Satan: Seriously, Raz? Of course, I tailored my app to the existing Internet and pared it down to strictly the information and rating stuff and when I handed it off to him I said, “Try this Zuckerberg, but do no harm.” I think he stopped listening after he heard his own name. In fact, looking back today, I’m sure of it.

Guy Raz: But that phrase, “do no harm,” came in handy earlier, didn’t it? 

Satan: Yeah, it’s no secret that I’d been knocking around the West Coast tech scene since time immemorial. 

Guy Raz: In fact, that little piece of weather software was getting around, wasn’t it?

Satan: Yeah, it was a no-brainer. If your job is to sow chaos and foment change in the world, I couldn’t have asked for a better tool. In 1994, I gave Jeff the sales piece of the app up in Bellevue for a truckload of stock futures and …

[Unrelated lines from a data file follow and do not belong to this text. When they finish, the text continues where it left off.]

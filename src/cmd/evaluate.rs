//! The `evaluate` subcommand.

use clap::Args;

use crate::{
    acquire::EssaySource,
    evaluation::EvaluationRequest,
    llm_client::has_llm_credentials,
    orchestrator,
    prelude::*,
    report::{self, ReportFormat},
    service::{ChatService, LlmOpts, OpenAiService},
};

/// Evaluate command line arguments.
#[derive(Args, Debug)]
pub struct EvaluateOpts {
    /// The essay text itself. When neither this nor `--file` is given, the
    /// essay is read from standard input.
    #[clap(long)]
    pub text: Option<String>,

    /// A file containing the essay: plain text, an image of a written page,
    /// or a PDF. The kind is detected from the file content.
    #[clap(long)]
    pub file: Option<PathBuf>,

    /// The upper bound of each criterion score.
    #[clap(long, default_value_t = EvaluationRequest::DEFAULT_SCALE_MAX)]
    pub scale_max: u32,

    /// The model to use for evaluation.
    #[clap(long, default_value = "gpt-4o-mini")]
    pub model: String,

    /// Skip the external service and use the deterministic fallback
    /// evaluator, even when credentials are available.
    #[clap(long)]
    pub offline: bool,

    #[clap(flatten)]
    pub llm_opts: LlmOpts,

    /// The report format.
    #[clap(long, value_enum, default_value_t)]
    pub format: ReportFormat,

    /// Write the report here instead of to standard output.
    #[clap(short = 'o', long = "out")]
    pub output_path: Option<PathBuf>,
}

/// Run the `evaluate` subcommand.
#[instrument(level = "debug", skip_all)]
pub async fn cmd_evaluate(opts: &EvaluateOpts) -> Result<()> {
    // Acquire our essay text.
    let source = EssaySource::detect(opts.text.clone(), opts.file.clone())?;
    let essay_text = source.acquire().await?;
    let request = EvaluationRequest::new(essay_text, opts.scale_max)?;

    // Decide whether we can use the external service.
    let service = if opts.offline {
        None
    } else if has_llm_credentials() {
        Some(OpenAiService::new(opts.model.clone())?)
    } else {
        info!("no service credentials found; using the fallback evaluator");
        None
    };
    let service = service.as_ref().map(|s| s as &dyn ChatService);

    // Evaluate and render. This always produces a result.
    let result = orchestrator::evaluate(service, &request, &opts.llm_opts).await;
    let report = report::render(&result, request.scale_max(), opts.format)?;

    // Write out our report. A failed export is a warning, not a failure: the
    // evaluation is already computed, so we still show it.
    match &opts.output_path {
        Some(path) => {
            if let Err(err) = report::write_to_file(path, &report).await {
                warn!("{err}; printing the report instead");
                print!("{report}");
            }
        }
        None => print!("{report}"),
    }
    Ok(())
}
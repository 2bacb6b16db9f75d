//! The `schema` subcommand.

use clap::{Args, ValueEnum};
use schemars::schema_for;

use crate::{evaluation::EvaluationResult, prelude::*, prompt};

/// The different schema types we support.
///
/// We parse these as PascalCase, because they represent type names.
#[derive(Debug, Clone, Copy, ValueEnum)]
#[clap(rename_all = "PascalCase")]
pub enum SchemaType {
    /// The normalized evaluation result consumed by reports.
    EvaluationResult,
    /// The canonical response shape requested from the model.
    ModelResponse,
}

/// Schema command line arguments.
#[derive(Debug, Args)]
pub struct SchemaOpts {
    /// The schema type to generate.
    #[clap(value_enum, value_name = "TYPE")]
    pub schema_type: SchemaType,

    /// The output path to write the schema to.
    #[clap(short = 'o', long = "out")]
    pub output_path: Option<PathBuf>,
}

/// Run the `schema` subcommand.
#[instrument(level = "debug", skip_all)]
pub async fn cmd_schema(opts: &SchemaOpts) -> Result<()> {
    let schema = match opts.schema_type {
        SchemaType::EvaluationResult => serde_json::to_value(schema_for!(
            EvaluationResult
        ))
        .context("cannot serialize schema")?,
        SchemaType::ModelResponse => prompt::response_schema(),
    };
    let mut rendered =
        serde_json::to_string_pretty(&schema).context("cannot render schema")?;
    rendered.push('\n');

    match &opts.output_path {
        Some(path) => tokio::fs::write(path, rendered)
            .await
            .with_context(|| format!("cannot write {}", path.display()))?,
        None => print!("{rendered}"),
    }
    Ok(())
}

Guy Raz: That’s Jeff Bezos. Is your hand visible in the designing of his rocket ships?

Satan: That’s right. Bezos. And, no, I don’t do rockets. Commercial ones anyway. I wish I could discuss North Korea’s rocket program but I signed an NDA — imagine that, tied up in a concept of my own invention.  All I can say is, that has been loads of fun.

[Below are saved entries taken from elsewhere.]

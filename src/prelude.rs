//! Standard APIs we use everywhere.

pub use std::path::{Path, PathBuf};

pub use anyhow::{Context as _, Result, anyhow};
pub use serde::{Deserialize, Serialize};
pub use serde_json::{Value, json};
#[allow(unused_imports)]
pub use tracing::{debug, error, info, instrument, trace, warn};
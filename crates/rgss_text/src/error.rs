//! Error types that can be emitted from this library

use miette::Diagnostic;
use thiserror::Error;

/// Error type for library
#[derive(Error, Diagnostic, Debug)]
pub enum Error {
    /// Transparent wrapper for the object-graph codec's errors
    #[error(transparent)]
    Marshal(#[from] rgss_marshal::error::Error),

    /// malformed textual tree document
    #[error("parse error at line {line}: {reason}")]
    Parse {
        /// One-based line number where parsing failed
        line: usize,
        /// What went wrong
        reason: String,
    },

    /// two elements of a top-level sequence carry the same id
    ///
    /// Continuing would silently merge two distinct catalog entries
    /// under one identity, so this aborts the read.
    #[error("duplicate id {id}: elements {first_index} and {second_index} of the top-level sequence")]
    DuplicateIdentity {
        /// The colliding id
        id: i64,
        /// Index of the element that carried the id first
        first_index: usize,
        /// Index of the element that carried it again
        second_index: usize,
    },
}

impl Error {
    pub(crate) fn parse(line: usize, reason: impl Into<String>) -> Self {
        Error::Parse {
            line,
            reason: reason.into(),
        }
    }
}

/// Generic result type with crate's Error as its error variant
pub type Result<T> = core::result::Result<T, Error>;
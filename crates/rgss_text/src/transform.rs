//! Per-record-kind attribute transforms applied at the text boundary.
//!
//! A transform pair re-shapes one attribute of one record kind between its
//! binary form and its textual form. The registry is a closed table keyed by
//! class name; lookup happens once per record, not per attribute.

use rgss_marshal::Value;

/// Sentinel written in place of the stored `version_id`. Keeping the field
/// inert stops version churn from showing up in diffs.
pub const VERSION_SENTINEL: i64 = 12_345_678;

/// Event-command code whose first parameter is a continued text line.
const TEXT_LINE_CODE: i64 = 401;

/// Largest index accepted in a sparse name mapping on decode. Name tables
/// never get near this; a larger key is a typo, not a request to allocate.
const MAX_NAME_INDEX: i64 = 100_000;

/// Read-only view of a record's attributes, for transforms that need a
/// sibling attribute.
pub type AttrView<'a> = &'a [(String, Value)];

/// A transform pair for one `(record kind, attribute)` slot.
pub struct Transform {
    /// The attribute this transform applies to
    pub attribute: &'static str,
    /// Applied when rendering to text
    pub encode: fn(Value, AttrView) -> Value,
    /// Applied when reading back from text. The input may be hand-edited,
    /// so this side can reject it.
    pub decode: fn(Value, AttrView) -> core::result::Result<Value, String>,
}

/// The transforms registered for a record kind.
pub fn transforms_for(class: &str) -> &'static [Transform] {
    match class {
        "RPG::System" => &[
            Transform {
                attribute: "variables",
                encode: encode_sparse_names,
                decode: decode_sparse_names,
            },
            Transform {
                attribute: "switches",
                encode: encode_sparse_names,
                decode: decode_sparse_names,
            },
            Transform {
                attribute: "version_id",
                encode: |_, _| Value::Integer(VERSION_SENTINEL),
                decode: keep,
            },
        ],
        "RPG::EventCommand" => &[Transform {
            attribute: "parameters",
            encode: trim_text_line,
            decode: keep,
        }],
        _ => &[],
    }
}

/// Run every registered encode transform over a record's attributes.
pub fn apply_encode(class: &str, attributes: &[(String, Value)]) -> Vec<(String, Value)> {
    let transforms = transforms_for(class);
    if transforms.is_empty() {
        return attributes.to_vec();
    }

    attributes
        .iter()
        .map(|(name, value)| {
            let transformed = match transforms.iter().find(|t| t.attribute == name) {
                Some(transform) => (transform.encode)(value.clone(), attributes),
                None => value.clone(),
            };
            (name.clone(), transformed)
        })
        .collect()
}

/// Run every registered decode transform over a record's attributes.
pub fn apply_decode(
    class: &str,
    attributes: &[(String, Value)],
) -> core::result::Result<Vec<(String, Value)>, String> {
    let transforms = transforms_for(class);
    if transforms.is_empty() {
        return Ok(attributes.to_vec());
    }

    attributes
        .iter()
        .map(|(name, value)| {
            let transformed = match transforms.iter().find(|t| t.attribute == name) {
                Some(transform) => (transform.decode)(value.clone(), attributes)?,
                None => value.clone(),
            };
            Ok((name.clone(), transformed))
        })
        .collect()
}

fn keep(value: Value, _: AttrView) -> core::result::Result<Value, String> {
    Ok(value)
}

/// Re-express a positional name array as an index-keyed mapping, dropping
/// nil and blank entries. The final index is always kept so the array
/// length survives the round trip.
fn encode_sparse_names(value: Value, _: AttrView) -> Value {
    let Value::Array(elements) = value else {
        return value;
    };

    let last_index = elements.len().wrapping_sub(1);
    let mut pairs: Vec<(Value, Value)> = Vec::new();
    for (index, element) in elements.iter().enumerate() {
        let reduced = reduce(element);
        if !reduced.is_nil() {
            pairs.push((Value::Integer(index as i64), reduced));
        }
    }

    if !elements.is_empty() && !pairs.iter().any(|(key, _)| key.as_integer() == Some(last_index as i64)) {
        pairs.push((Value::Integer(last_index as i64), Value::Nil));
    }

    Value::Hash(pairs)
}

/// Scatter an index-keyed mapping back into a positional array, nil-filling
/// the gaps up to the maximum index seen. Keys must be integers in
/// `0..=MAX_NAME_INDEX`; anything else rejects the document.
fn decode_sparse_names(value: Value, _: AttrView) -> core::result::Result<Value, String> {
    let Value::Hash(pairs) = value else {
        return Ok(value);
    };

    let mut indices = Vec::with_capacity(pairs.len());
    for (key, _) in &pairs {
        let index = key
            .as_integer()
            .filter(|index| (0..=MAX_NAME_INDEX).contains(index))
            .ok_or_else(|| format!("{key:?} is not a usable name table index"))?;
        indices.push(index as usize);
    }

    let Some(&max_index) = indices.iter().max() else {
        return Ok(Value::Array(Vec::new()));
    };

    let mut elements = vec![Value::Nil; max_index + 1];
    for ((_, entry), index) in pairs.into_iter().zip(indices) {
        elements[index] = entry;
    }
    Ok(Value::Array(elements))
}

fn reduce(value: &Value) -> Value {
    match value {
        Value::String(s) => {
            let stripped = s.trim();
            if stripped.is_empty() {
                Value::Nil
            } else {
                Value::String(stripped.to_owned())
            }
        }
        other => other.clone(),
    }
}

/// For text-line commands, trailing whitespace on the first parameter is
/// editor noise; trim it on the way out.
fn trim_text_line(value: Value, attributes: AttrView) -> Value {
    let code = attributes
        .iter()
        .find(|(name, _)| name == "code")
        .and_then(|(_, v)| v.as_integer());
    if code != Some(TEXT_LINE_CODE) {
        return value;
    }

    let Value::Array(mut parameters) = value else {
        return value;
    };
    if let Some(Value::String(first)) = parameters.first_mut() {
        let trimmed = first.trim_end().to_owned();
        *first = trimmed;
    }
    Value::Array(parameters)
}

Guy Raz: But you weren’t done, were you?

Satan: No. Cold and wet don’t do it for me. And Bellevue is the worst. Once I’d walked Jeff through the basics of selling online, I moved south. He’s a quick study and I was sure my investment was safe. Just before we parted ways, I turned to Bezos and said, “This thing will blow up big in the future — all you need is one good pandemic to keep everyone home — but do no harm.”

I don’t think he heard a thing I said after “pandemic.”

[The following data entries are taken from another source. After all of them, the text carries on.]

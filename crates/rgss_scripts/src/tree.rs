//! Flattening a script source tree into bundle entries and rebuilding the
//! tree from a bundle.

use std::fs;
use std::path::{Path, PathBuf};

use tracing::{debug, instrument};

use crate::bundle::ScriptEntry;
use crate::compress;
use crate::error::{Error, Result};
use crate::title::{filename_to_title, title_to_filename, UNNAMED};

/// Root-level divider row inserted before each top-level folder.
const DIVIDER: &str = "==================";

/// Sentinel prefix given to the very last materialized file, a terminal
/// marker convention inherited from the bundle's origin format.
const LAST_FILE_PREFIX: &str = "999";

/// Flatten a script source tree into an ordered entry list.
///
/// Files come before folders at every level, each group sorted lexically by
/// name, so repeated runs over an unchanged tree are identical. Before each
/// folder a divider row (at the root) or a blank spacer (one level down) and
/// an `[[ name ]]` marker are inserted. Ordinals are assigned sequentially
/// from 1.
#[instrument(skip_all, fields(root = %root.as_ref().display()), err)]
pub fn flatten_tree(root: impl AsRef<Path>) -> Result<Vec<ScriptEntry>> {
    let root = root.as_ref();
    if !root.is_dir() {
        return Err(Error::MissingFile(root.to_path_buf()));
    }

    let mut entries = Vec::new();
    let mut next_ordinal = 1;
    flatten_level(root, 0, &mut next_ordinal, &mut entries)?;
    Ok(entries)
}

fn flatten_level(
    path: &Path,
    level: usize,
    next_ordinal: &mut i64,
    entries: &mut Vec<ScriptEntry>,
) -> Result<()> {
    let mut files = Vec::new();
    let mut folders = Vec::new();
    for dir_entry in fs::read_dir(path)? {
        let dir_entry = dir_entry?;
        let name = dir_entry.file_name().to_string_lossy().into_owned();
        if dir_entry.file_type()?.is_dir() {
            folders.push(name);
        } else {
            files.push(name);
        }
    }
    files.sort();
    folders.sort();

    for name in files {
        let content = fs::read(path.join(&name))?;
        entries.push(ScriptEntry::new(
            take_ordinal(next_ordinal),
            filename_to_title(&name),
            compress::deflate(&content)?,
        ));
    }

    for name in folders {
        let spacer = compress::deflate(b"")?;
        if level == 0 {
            entries.push(ScriptEntry::new(
                take_ordinal(next_ordinal),
                DIVIDER,
                spacer.clone(),
            ));
        } else if level == 1 {
            entries.push(ScriptEntry::new(
                take_ordinal(next_ordinal),
                "",
                spacer.clone(),
            ));
        }
        entries.push(ScriptEntry::new(
            take_ordinal(next_ordinal),
            format!("[[ {} ]]", filename_to_title(&name)),
            spacer,
        ));
        flatten_level(&path.join(&name), level + 1, next_ordinal, entries)?;
    }
    Ok(())
}

fn take_ordinal(next: &mut i64) -> i64 {
    let ordinal = *next;
    *next += 1;
    ordinal
}

/// Where the reconstruction currently stands while folding over the entry
/// list. Folder nesting is capped at two marker levels below the root; a
/// marker arriving at the cap creates its folder without descending.
struct Layout {
    level: usize,
    folder_ids: [u32; 2],
    file_id: u32,
    dir_path: PathBuf,
    pending_dir: Option<String>,
}

/// Materialize a bundle's entries as a script source tree under `root`.
///
/// Folder markers become `NNN_name` directories numbered per level; entries
/// with a non-empty body become `NNN_title.rb` files numbered per folder,
/// except the last entry, which always gets the `999` sentinel. Spacer rows
/// produce nothing. The numbering follows arrival order, not the numbering
/// the tree had when it was flattened, so prefixes may shift across an
/// extract/combine cycle.
#[instrument(skip_all, fields(root = %root.as_ref().display()), err)]
pub fn reconstruct_tree(entries: &[ScriptEntry], root: impl AsRef<Path>) -> Result<()> {
    let root = root.as_ref();
    fs::create_dir_all(root)?;

    let mut layout = Layout {
        level: 0,
        folder_ids: [1, 1],
        file_id: 1,
        dir_path: root.to_path_buf(),
        pending_dir: None,
    };

    let last_index = entries.len().saturating_sub(1);
    for (index, entry) in entries.iter().enumerate() {
        let body = compress::inflate(&entry.body)?;
        if entry.title.trim().is_empty() && body.is_empty() {
            continue;
        }

        let mut marker_name = None;
        if let Some(name) = entry.folder_name() {
            let name = safe_name(name);
            let number = layout.folder_ids[layout.level];
            let dir_name = format!("{number:03}_{name}");
            let full_path = current_dir(&layout).join(&dir_name);
            debug!(folder = %full_path.display(), "creating script folder");
            fs::create_dir_all(&full_path)?;

            layout.folder_ids[layout.level] += 1;
            if layout.level + 1 < layout.folder_ids.len() {
                layout.level += 1;
                layout.folder_ids[layout.level] = 1;
                layout.dir_path = full_path;
                layout.pending_dir = None;
            } else {
                layout.pending_dir = Some(dir_name);
            }
            layout.file_id = 1;
            marker_name = Some(name);
        } else if entry.is_divider() {
            layout.level = 0;
            layout.dir_path = root.to_path_buf();
            layout.pending_dir = None;
        }

        if body.is_empty() {
            continue;
        }

        let name = marker_name.unwrap_or_else(|| safe_name(&entry.title));
        let number = if index < last_index {
            format!("{:03}", layout.file_id)
        } else {
            LAST_FILE_PREFIX.to_owned()
        };
        let file_path = current_dir(&layout).join(format!("{number}_{name}.rb"));
        debug!(file = %file_path.display(), "writing script file");
        fs::write(file_path, body)?;
        layout.file_id += 1;
    }
    Ok(())
}

fn current_dir(layout: &Layout) -> PathBuf {
    match &layout.pending_dir {
        Some(dir) => layout.dir_path.join(dir),
        None => layout.dir_path.clone(),
    }
}

fn safe_name(raw: &str) -> String {
    let name = title_to_filename(raw.trim());
    if name.is_empty() {
        UNNAMED.to_owned()
    } else {
        name
    }
}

Guy Raz: But eventually your admonition to “do no harm” fell upon receptive ears.

Satan: Yeah, in a way. I said the same thing to Sergey and Larry in 1998 but I was feeling like a broken record. They heard it, made a big deal about it — turned it into a virtue-signaling marketing tool — but honestly, I don’t think they ever knew its true meaning.

Still, the return on investment has been phenomenal.

Guy Raz: So your real talent has been investing in promising startups, handing them divinely-inspired technology, and reaping the rewards down the road.

Satan: Yeah, you could say that.

Guy Raz: Which begs the question: Microsoft? Apple? Craigslist? Who else have you had a hand in developing? 

Satan: OK, great question. But let’s get one thing straight: I’m not the only fallen angel playing in this game. There were seven at the start. Now, I’m not saying that Moloch, Chemosh, Dagon, Belial, Beelzebub, and Lucifer are all in tech. There are other games out there — the stock market and finance, Hollywood and the record industry, Big Oil, Evangelical Christianity, and the offroad automobile industry just to name a few. 

It isn’t easy nurturing stability while sewing chaos. It is a big world. You’ve got to approach it from a lot of different angles. Or angels. Heh. Heh.

Guy Raz: Good one. So, here you are, as wealthy as Croesus …

Satan: Wealthier. He’s chump change in comparison.

Guy Raz: Ok, wealthier than Croesus. You don’t need to work now. I suspect that charity and good works aren’t your things. What does the future hold?

Satan: I’m keeping my hand in a few side-projects. Venture capital investment for one. We’ve done a good number on the newspaper industry but there are so many fields ripe for takeover and dismantling — Big Oil and Gas, for one, in about a decade. Maybe less.

I’m also working on a recording career. I still haven’t lost that original corporeal spark from the 1960s. I have an incredible band. It has a few names that will shock the living daylights out of you. People whose careers you thought were, well, were long dead. That’s all I can say about that.

Guy Raz: Well that’s an intriguing note to leave this interview on. However, I have to ask one more question: If you were a young man or woman with entrepreneurial ambitions today, in what direction would you go? 

Satan: Great question, Guy, but remember my original goal was to date girls, not sow the seeds for the future destruction of mankind. That has all just been gravy.

I guess you’d have to ask yourself, “Why are all the richest men building rocket ships to get off Earth? What do they know that I don’t?” Once you figure that one out, you’ll know. Follow the money. Even if it is into space.